Katie is, by the false standards of her middle-class origins, a “bad girl”: promiscuous and a little careless. Yet, it’s clear that the movie regards Katie’s adventurism almost as heroism--perhaps the only heroism its bleakly hypocritical little world can contain. And though there’s no strain to the asides, there’s a certain strain, or archness, to the movie.

Boyd is 42, and though he started out as a director, he has spent much of the last decade as a producer, primarily for Derek Jarman and in the multi- auteur opera project “Aria.” He is obviously a first-rate producer--and parts of “Twenty-One” suggest he could be a first-rate director as well. His models are the European and American mavericks and he likes tricky movements and off-the-cuff stylization.

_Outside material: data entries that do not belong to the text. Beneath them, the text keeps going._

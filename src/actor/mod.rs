//! Background machinery.
//!
//! Threads and bus handlers that keep compiled artifacts current:
//!
//! ```text
//! InvalidationScheduler --COMPILE--> BackgroundCompiler --> CompileCache
//!  (timer + notifications)            (worker pool)
//!          ^
//!   GroupLifecycle (group created / deleted)
//! ```
//!
//! # Module Structure
//!
//! - `messages` - Sweep filters and worker jobs
//! - `sweep` - Invalidation scheduler
//! - `dispatch` - Background compile dispatcher
//! - `lifecycle` - Group creation and removal
//! - `coordinator` - Wires up and runs everything

pub mod coordinator;
pub mod dispatch;
pub mod lifecycle;
pub mod messages;
pub mod sweep;

pub use coordinator::Service;
pub use dispatch::BackgroundCompiler;
pub use lifecycle::GroupLifecycle;
pub use sweep::{InvalidationScheduler, is_self_inflicted};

He is also extremely good at casting: not only with Kensit but with Rufus Sewell, who has the right soddenly pretty, love-me-I’m-a-loser look for Katie’s junkie boyfriend, or Patrick Ryecart as her bully lawyer of a lover, Sophie Thompson as her Restoration-comedy style girlfriend, and Maynard Eziashi (excellent in “Mister Johnson”) as her rub-a-dub buddy.

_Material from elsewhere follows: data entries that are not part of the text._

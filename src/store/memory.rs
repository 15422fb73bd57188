//! In-process content store.

use std::collections::BTreeMap;
use std::sync::Arc;
use std::sync::atomic::{AtomicBool, Ordering};
use std::time::SystemTime;

use crossbeam::channel::Sender;
use parking_lot::RwLock;

use super::{
    CACHE_PATH_PROPERTY, ContentStore, GROUP_HASH_PROPERTY, GroupRecord, INVENTORY_NODE,
    InventorySummary, Observation, Observers, StoreEvent, StoreEventKind,
};
use crate::error::StoreError;
use crate::freshness::ContentHash;
use crate::path::{is_within, join};

struct Node {
    bytes: Vec<u8>,
    modified: SystemTime,
}

#[derive(Default)]
struct Tree {
    files: BTreeMap<String, Node>,
    groups: BTreeMap<String, GroupRecord>,
    inventories: BTreeMap<String, InventorySummary>,
}

/// Content store held entirely in memory.
///
/// Writes notify observers the same way a persistent store would, so the
/// scheduler behaves identically on top of it. `set_unavailable` makes every
/// operation fail until it is cleared.
pub struct MemoryStore {
    tree: RwLock<Tree>,
    observers: Arc<Observers>,
    unavailable: AtomicBool,
}

impl Default for MemoryStore {
    fn default() -> Self {
        Self::new()
    }
}

impl MemoryStore {
    pub fn new() -> Self {
        Self {
            tree: RwLock::new(Tree::default()),
            observers: Observers::new(),
            unavailable: AtomicBool::new(false),
        }
    }

    // === Direct manipulation ===

    /// Create or replace a file stamped with the current time.
    pub fn put_file(&self, path: &str, bytes: &[u8]) -> SystemTime {
        self.put_file_at(path, bytes, SystemTime::now())
    }

    /// Create or replace a file with an explicit timestamp.
    pub fn put_file_at(&self, path: &str, bytes: &[u8], modified: SystemTime) -> SystemTime {
        let existed = self
            .tree
            .write()
            .files
            .insert(
                path.to_string(),
                Node {
                    bytes: bytes.to_vec(),
                    modified,
                },
            )
            .is_some();
        let kind = if existed {
            StoreEventKind::Changed
        } else {
            StoreEventKind::Added
        };
        self.observers.dispatch(&StoreEvent::new(path, kind));
        modified
    }

    /// Move a file's timestamp without touching its content.
    pub fn touch(&self, path: &str, modified: SystemTime) -> bool {
        let touched = match self.tree.write().files.get_mut(path) {
            Some(node) => {
                node.modified = modified;
                true
            }
            None => false,
        };
        if touched {
            self.observers
                .dispatch(&StoreEvent::new(path, StoreEventKind::Changed));
        }
        touched
    }

    pub fn remove(&self, path: &str) -> bool {
        let removed = self.tree.write().files.remove(path).is_some();
        if removed {
            self.observers
                .dispatch(&StoreEvent::new(path, StoreEventKind::Removed));
        }
        removed
    }

    pub fn create_group(&self, record: GroupRecord) {
        let path = record.path.clone();
        self.tree.write().groups.insert(path.clone(), record);
        self.observers
            .dispatch(&StoreEvent::new(path, StoreEventKind::GroupAdded));
    }

    /// Remove a group node together with its inventory summary.
    pub fn remove_group(&self, path: &str) -> Option<GroupRecord> {
        let removed = {
            let mut tree = self.tree.write();
            tree.inventories.remove(path);
            tree.groups.remove(path)
        };
        if removed.is_some() {
            self.observers
                .dispatch(&StoreEvent::new(path, StoreEventKind::GroupRemoved));
        }
        removed
    }

    pub fn set_cache_path(&self, group_path: &str, cache_path: Option<&str>) {
        if let Some(group) = self.tree.write().groups.get_mut(group_path) {
            group.cache_path = cache_path.map(str::to_string);
        }
        self.observers.dispatch(&StoreEvent::new(
            group_path,
            StoreEventKind::PropertyChanged(CACHE_PATH_PROPERTY),
        ));
    }

    pub fn set_unavailable(&self, unavailable: bool) {
        self.unavailable.store(unavailable, Ordering::SeqCst);
    }

    // === Inspection ===

    pub fn contains(&self, path: &str) -> bool {
        self.tree.read().files.contains_key(path)
    }

    pub fn inventory(&self, group_path: &str) -> Option<InventorySummary> {
        self.tree.read().inventories.get(group_path).cloned()
    }

    pub fn group_hash(&self, group_path: &str) -> Option<ContentHash> {
        self.tree.read().groups.get(group_path)?.hash
    }

    pub fn observer_count(&self) -> usize {
        self.observers.len()
    }

    fn check(&self) -> Result<(), StoreError> {
        if self.unavailable.load(Ordering::SeqCst) {
            return Err(StoreError::Unavailable("memory store switched off".into()));
        }
        Ok(())
    }
}

impl ContentStore for MemoryStore {
    fn read(&self, path: &str) -> Result<Vec<u8>, StoreError> {
        self.check()?;
        self.tree
            .read()
            .files
            .get(path)
            .map(|node| node.bytes.clone())
            .ok_or_else(|| StoreError::NotFound(path.to_string()))
    }

    fn modified(&self, path: &str) -> Result<Option<SystemTime>, StoreError> {
        self.check()?;
        Ok(self.tree.read().files.get(path).map(|node| node.modified))
    }

    fn write(&self, path: &str, bytes: &[u8]) -> Result<SystemTime, StoreError> {
        self.check()?;
        Ok(self.put_file(path, bytes))
    }

    fn list_groups(&self) -> Result<Vec<GroupRecord>, StoreError> {
        self.check()?;
        Ok(self.tree.read().groups.values().cloned().collect())
    }

    fn group(&self, path: &str) -> Result<Option<GroupRecord>, StoreError> {
        self.check()?;
        Ok(self.tree.read().groups.get(path).cloned())
    }

    fn list_sources(&self, group: &GroupRecord) -> Result<Vec<String>, StoreError> {
        self.check()?;
        let inventory = join(&group.path, INVENTORY_NODE);
        let tree = self.tree.read();
        let members = tree
            .files
            .keys()
            .filter(|path| is_within(path, &group.path) && *path != &group.path)
            .filter(|path| !is_within(path, &inventory))
            .filter(|path| {
                group
                    .cache_path
                    .as_deref()
                    .is_none_or(|cache| !is_within(path, cache))
            })
            .cloned()
            .collect();
        Ok(members)
    }

    fn set_group_hash(
        &self,
        group_path: &str,
        hash: Option<&ContentHash>,
    ) -> Result<(), StoreError> {
        self.check()?;
        {
            let mut tree = self.tree.write();
            let group = tree
                .groups
                .get_mut(group_path)
                .ok_or_else(|| StoreError::NotFound(group_path.to_string()))?;
            group.hash = hash.copied();
        }
        self.observers.dispatch(&StoreEvent::new(
            group_path,
            StoreEventKind::PropertyChanged(GROUP_HASH_PROPERTY),
        ));
        Ok(())
    }

    fn write_inventory(
        &self,
        group_path: &str,
        summary: &InventorySummary,
    ) -> Result<(), StoreError> {
        self.check()?;
        {
            let mut tree = self.tree.write();
            if !tree.groups.contains_key(group_path) {
                return Err(StoreError::NotFound(group_path.to_string()));
            }
            tree.inventories
                .insert(group_path.to_string(), summary.clone());
        }
        self.observers.dispatch(&StoreEvent::new(
            join(group_path, INVENTORY_NODE),
            StoreEventKind::Changed,
        ));
        Ok(())
    }

    fn observe(&self, root: &str, sink: Sender<StoreEvent>) -> Result<Observation, StoreError> {
        Ok(self.observers.register(root, sink))
    }
}

#[cfg(test)]
mod tests {
    use super::*;
    use crossbeam::channel::unbounded;
    use std::time::Duration;

    #[test]
    fn test_read_write_roundtrip_sets_timestamp() {
        let store = MemoryStore::new();
        let before = SystemTime::now();
        let modified = store.write("/a/b.js", b"x").unwrap();

        assert!(modified >= before);
        assert_eq!(store.read("/a/b.js").unwrap(), b"x");
        assert_eq!(store.modified("/a/b.js").unwrap(), Some(modified));
        assert_eq!(store.modified("/missing").unwrap(), None);
        assert!(matches!(store.read("/missing"), Err(StoreError::NotFound(_))));
    }

    #[test]
    fn test_list_sources_excludes_state_and_cache() {
        let store = MemoryStore::new();
        let record = GroupRecord::new("site", "/apps/site").with_cache_path("/apps/site/out");
        store.create_group(record.clone());
        store.put_file("/apps/site/b.js", b"B");
        store.put_file("/apps/site/a.js", b"A");
        store.put_file("/apps/site/out/a.js", b"compiled");
        store.put_file("/apps/site/inventory/js", b"x");
        store.put_file("/apps/sitex/c.js", b"C");

        let members = store.list_sources(&record).unwrap();
        assert_eq!(members, vec!["/apps/site/a.js", "/apps/site/b.js"]);
    }

    #[test]
    fn test_group_hash_and_inventory() {
        let store = MemoryStore::new();
        store.create_group(GroupRecord::new("site", "/apps/site"));
        let hash = ContentHash::new([7; 32]);

        store.set_group_hash("/apps/site", Some(&hash)).unwrap();
        assert_eq!(store.group_hash("/apps/site"), Some(hash));
        store.set_group_hash("/apps/site", None).unwrap();
        assert_eq!(store.group_hash("/apps/site"), None);

        let summary = InventorySummary::default();
        store.write_inventory("/apps/site", &summary).unwrap();
        assert_eq!(store.inventory("/apps/site"), Some(summary));
        assert!(store.set_group_hash("/apps/none", None).is_err());
    }

    #[test]
    fn test_events_reach_subtree_observers() {
        let store = MemoryStore::new();
        store.create_group(GroupRecord::new("site", "/apps/site"));
        let (tx, rx) = unbounded();
        let observation = store.observe("/apps/site", tx).unwrap();

        store.put_file("/apps/site/a.js", b"A");
        store.touch("/apps/site/a.js", SystemTime::now() + Duration::from_secs(1));
        store.put_file("/elsewhere.js", b"");
        store
            .set_group_hash("/apps/site", Some(&ContentHash::new([1; 32])))
            .unwrap();

        let kinds: Vec<_> = rx.try_iter().map(|e| e.kind).collect();
        assert_eq!(
            kinds,
            vec![
                StoreEventKind::Added,
                StoreEventKind::Changed,
                StoreEventKind::PropertyChanged(GROUP_HASH_PROPERTY),
            ]
        );

        drop(observation);
        assert_eq!(store.observer_count(), 0);
    }

    #[test]
    fn test_unavailable_store_fails_every_operation() {
        let store = MemoryStore::new();
        store.put_file("/a.js", b"A");
        store.set_unavailable(true);

        assert!(matches!(store.read("/a.js"), Err(StoreError::Unavailable(_))));
        assert!(store.list_groups().is_err());
        store.set_unavailable(false);
        assert!(store.read("/a.js").is_ok());
    }
}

What Boyd is not first-rate at, even with the help of collaborator Zoe Heller, is screenwriting. In his case, almost all the writing seems unrealized: intelligent but a little hollow, daring but a little dry, all the points slightly telegraphed, all the dialogue slightly unspontaneous. And though Boyd is probably trying for a more intellectual frame, he’s not witty enough to sustain it. He never really takes Katie past the point of being an iconoclast’s dream girl.

Kensit does, though. As an actress here, her instincts seem unerring. I wouldn’t compare her to Julie Christie or “Twenty-One” (MPAA rated: R, for drug use, language and sensuality) to “Darling,” as some critics have been doing--but there’s no doubt that she inhabits the screen unself-consciously and deliciously.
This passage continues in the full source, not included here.